Downloading the Puzzles

I have the source code available. I do not have the actual PDFs available for you to download yourself. There is a certain gray area with regards to scraping websites. I believe it falls under Fair Use for you to scrape it yourself for your own purposes. It would be morally (and perhaps legally) wrong for me to scrape the puzzles and rebroadcast them to the world.

Downloading the Code

The source code is on github at https://github.com/BrianEnigma/ruby_sudoku

You should be able to download the code on a Mac or Linux box (and maybe Windows?), install the aforementioned prawn gem (sudo gem install prawn), and run the script. You’ll then have a folder named “results” with the final PDF outputs. If you were so inclined, you could set up a cron job to run it nightly, then possibly publish it to an internet or intranet website for later consumption — for instance to grab it on the iPhone and send it to a printer.
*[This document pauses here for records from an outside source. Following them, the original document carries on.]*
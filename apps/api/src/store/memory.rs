use std::cmp::Reverse;
use std::collections::{BTreeMap, BTreeSet};

use async_trait::async_trait;
use mongodb::bson::{oid::ObjectId, Bson, DateTime, Document};
use serde_json::{Map, Value};
use tokio::sync::RwLock;

use super::{CustomerStore, JobStore, StoreError, UpdateOutcome};
use crate::models::customer::{lookup, loosely_equal};
use crate::models::job::{IndustryCount, Job, JobField};

/// In-process store with the same matching rules as the MongoDB backend.
#[derive(Default)]
pub struct MemoryStore {
    jobs: RwLock<Vec<Job>>,
    customers: RwLock<Vec<Document>>,
}

/// Caller holds the write guard, so the uniqueness check and the push are
/// one step.
fn push_unique(jobs: &mut Vec<Job>, mut job: Job) -> Result<ObjectId, StoreError> {
    if jobs.iter().any(|j| j.job_id == job.job_id) {
        return Err(StoreError::DuplicateJobId(job.job_id));
    }
    let id = ObjectId::new();
    job.id = Some(id);
    jobs.push(job);
    Ok(id)
}

fn sorted_by_job_id(mut jobs: Vec<Job>) -> Vec<Job> {
    jobs.sort_by_key(|j| j.job_id);
    jobs
}

#[async_trait]
impl JobStore for MemoryStore {
    async fn insert(&self, job: &Job) -> Result<ObjectId, StoreError> {
        let mut jobs = self.jobs.write().await;
        push_unique(&mut jobs, job.clone())
    }

    async fn insert_new(
        &self,
        mut job: Job,
        requested: Option<i64>,
    ) -> Result<(ObjectId, i64), StoreError> {
        let mut jobs = self.jobs.write().await;
        let job_id = match requested {
            Some(id) => id,
            None => jobs.iter().map(|j| j.job_id).max().map_or(1, |max| max + 1),
        };
        job.job_id = job_id;
        let id = push_unique(&mut jobs, job)?;
        Ok((id, job_id))
    }

    async fn max_job_id(&self) -> Result<Option<i64>, StoreError> {
        Ok(self.jobs.read().await.iter().map(|j| j.job_id).max())
    }

    async fn find_by_job_id(&self, job_id: i64) -> Result<Option<Job>, StoreError> {
        Ok(self
            .jobs
            .read()
            .await
            .iter()
            .find(|j| j.job_id == job_id)
            .cloned())
    }

    async fn find_by_field(&self, field: JobField, term: &str) -> Result<Vec<Job>, StoreError> {
        let jobs = self.jobs.read().await;
        Ok(sorted_by_job_id(
            jobs.iter().filter(|j| j.matches(field, term)).cloned().collect(),
        ))
    }

    async fn find_with_all_skills(&self, skills: &[String]) -> Result<Vec<Job>, StoreError> {
        let jobs = self.jobs.read().await;
        Ok(sorted_by_job_id(
            jobs.iter()
                .filter(|j| skills.iter().all(|s| j.matches(JobField::Skill, s)))
                .cloned()
                .collect(),
        ))
    }

    async fn find_by_salary_range(&self, min: i64, max: i64) -> Result<Vec<Job>, StoreError> {
        let jobs = self.jobs.read().await;
        Ok(sorted_by_job_id(
            jobs.iter()
                .filter(|j| j.average_salary.is_some_and(|s| (min..=max).contains(&s)))
                .cloned()
                .collect(),
        ))
    }

    async fn count_by_industry(&self) -> Result<Vec<IndustryCount>, StoreError> {
        let jobs = self.jobs.read().await;
        let mut counts: BTreeMap<Option<String>, i64> = BTreeMap::new();
        for job in jobs.iter() {
            *counts
                .entry(job.industry.as_ref().map(|i| i.name.clone()))
                .or_default() += 1;
        }
        let mut rows: Vec<IndustryCount> = counts
            .into_iter()
            .map(|(industry, job_count)| IndustryCount {
                industry,
                job_count,
            })
            .collect();
        rows.sort_by_key(|r| Reverse(r.job_count));
        Ok(rows)
    }

    async fn top_paid(&self, limit: i64) -> Result<Vec<Job>, StoreError> {
        let mut jobs = self.jobs.read().await.clone();
        jobs.sort_by_key(|j| (Reverse(j.average_salary), j.job_id));
        jobs.truncate(usize::try_from(limit).unwrap_or(0));
        Ok(jobs)
    }

    async fn distinct_companies(&self) -> Result<Vec<String>, StoreError> {
        let jobs = self.jobs.read().await;
        let names: BTreeSet<String> = jobs.iter().map(|j| j.company.name.clone()).collect();
        Ok(names.into_iter().collect())
    }

    async fn update_fields(
        &self,
        job_id: i64,
        fields: &Map<String, Value>,
    ) -> Result<UpdateOutcome, StoreError> {
        let mut jobs = self.jobs.write().await;
        let Some(slot) = jobs.iter_mut().find(|j| j.job_id == job_id) else {
            return Ok(UpdateOutcome::default());
        };

        let mut current = slot.clone();
        let id = current.id.take();
        let mut merged = match serde_json::to_value(&current)? {
            Value::Object(map) => map,
            _ => Map::new(),
        };
        for (key, value) in fields {
            merged.insert(key.clone(), value.clone());
        }
        let mut updated: Job = serde_json::from_value(Value::Object(merged))?;
        updated.id = id;

        let modified = u64::from(updated != *slot);
        *slot = updated;
        Ok(UpdateOutcome {
            matched: 1,
            modified,
        })
    }

    async fn delete_by_job_id(&self, job_id: i64) -> Result<u64, StoreError> {
        let mut jobs = self.jobs.write().await;
        match jobs.iter().position(|j| j.job_id == job_id) {
            Some(idx) => {
                jobs.remove(idx);
                Ok(1)
            }
            None => Ok(0),
        }
    }

    async fn clear(&self) -> Result<u64, StoreError> {
        let mut jobs = self.jobs.write().await;
        let removed = jobs.len() as u64;
        jobs.clear();
        Ok(removed)
    }
}

fn matches_filter(doc: &Document, filter: &Document) -> bool {
    filter.iter().all(|(key, wanted)| {
        lookup(doc, key).is_some_and(|stored| loosely_equal(stored, wanted))
    })
}

fn has_username(doc: &Document, username: &str) -> bool {
    doc.get_str("username").is_ok_and(|u| u == username)
}

fn apply_update(doc: &mut Document, update: Document) -> Result<bool, StoreError> {
    let before = doc.clone();
    for (op, args) in update {
        let Bson::Document(args) = args else {
            return Err(StoreError::UnsupportedUpdate(op));
        };
        match op.as_str() {
            "$set" => {
                for (key, value) in args {
                    doc.insert(key, value);
                }
            }
            "$unset" => {
                for key in args.keys() {
                    doc.remove(key);
                }
            }
            _ => return Err(StoreError::UnsupportedUpdate(op)),
        }
    }
    Ok(*doc != before)
}

#[async_trait]
impl CustomerStore for MemoryStore {
    async fn find_matching(&self, filter: &Document) -> Result<Vec<Document>, StoreError> {
        let customers = self.customers.read().await;
        Ok(customers
            .iter()
            .filter(|doc| matches_filter(doc, filter))
            .cloned()
            .collect())
    }

    async fn find_by_id(&self, id: ObjectId) -> Result<Option<Document>, StoreError> {
        let customers = self.customers.read().await;
        Ok(customers
            .iter()
            .find(|doc| doc.get_object_id("_id").is_ok_and(|oid| oid == id))
            .cloned())
    }

    async fn insert_many(&self, docs: Vec<Document>) -> Result<Vec<ObjectId>, StoreError> {
        let mut customers = self.customers.write().await;
        let mut ids = Vec::with_capacity(docs.len());
        for mut doc in docs {
            let id = match doc.get_object_id("_id") {
                Ok(id) => id,
                Err(_) => {
                    let id = ObjectId::new();
                    doc.insert("_id", id);
                    id
                }
            };
            ids.push(id);
            customers.push(doc);
        }
        Ok(ids)
    }

    async fn insert_one(&self, doc: Document) -> Result<ObjectId, StoreError> {
        let ids = self.insert_many(vec![doc]).await?;
        ids.into_iter().next().ok_or(StoreError::MissingInsertedId)
    }

    async fn update_by_username(
        &self,
        username: &str,
        update: Document,
    ) -> Result<UpdateOutcome, StoreError> {
        let mut customers = self.customers.write().await;
        let Some(doc) = customers.iter_mut().find(|d| has_username(d, username)) else {
            return Ok(UpdateOutcome::default());
        };
        let changed = apply_update(doc, update)?;
        Ok(UpdateOutcome {
            matched: 1,
            modified: u64::from(changed),
        })
    }

    async fn delete_by_username(&self, username: &str) -> Result<u64, StoreError> {
        let mut customers = self.customers.write().await;
        match customers.iter().position(|d| has_username(d, username)) {
            Some(idx) => {
                customers.remove(idx);
                Ok(1)
            }
            None => Ok(0),
        }
    }

    async fn find_by_birthdate(
        &self,
        start: DateTime,
        end: DateTime,
        active: Option<bool>,
    ) -> Result<Vec<Document>, StoreError> {
        let customers = self.customers.read().await;
        Ok(customers
            .iter()
            .filter(|doc| {
                doc.get_datetime("birthdate")
                    .is_ok_and(|b| *b >= start && *b <= end)
            })
            .filter(|doc| match active {
                Some(flag) => doc.get_bool("active").is_ok_and(|a| a == flag),
                None => true,
            })
            .cloned()
            .collect())
    }
}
5 thoughts on “Sudoku Scraper”

Pingback: Sudoku Scraper: newspaper sudoku in your Hipster PDA | Netninja.com
Louise says:

June 18, 2017 6:35am at 6:35 am

Hi! Do you still scrape these nightly? I was working on The NY Times *Hard* Soduku for today (06/18/2017) and it is identical to the hard puzzle I did last night on their website… unsure if they posted Sunday’s yesterday evening early or if there was a mistake. I was scouring the web for anyone who archived The NY Times Soduku puzzles and came across this blog post from 6 years ago… thanks!

1. Brian Enigma says:
  
  June 18, 2017 7:25am at 7:25 am
  
  Unfortunately, I no longer scrape any sudoku puzzle sites. The computer I had set up to do that got retired and reformatted long ago, and I never thought to install the sudoku scraper on the new one.
  
RRRR says:

March 22, 2021 7:18am at 7:18 am

Anyone here still scraping? I am trying to track down the easy, medium, and hard from NYT on 11 March 2020. Anyone got it?

1. Brian Enigma says:
  
  March 22, 2021 8:29am at 8:29 am
  
  I don’t know that I have those ones available, but there was definitely a time when it was busted because something changed on their end and I didn’t notice until much later — so there were certainly some number of months of lost sudokus.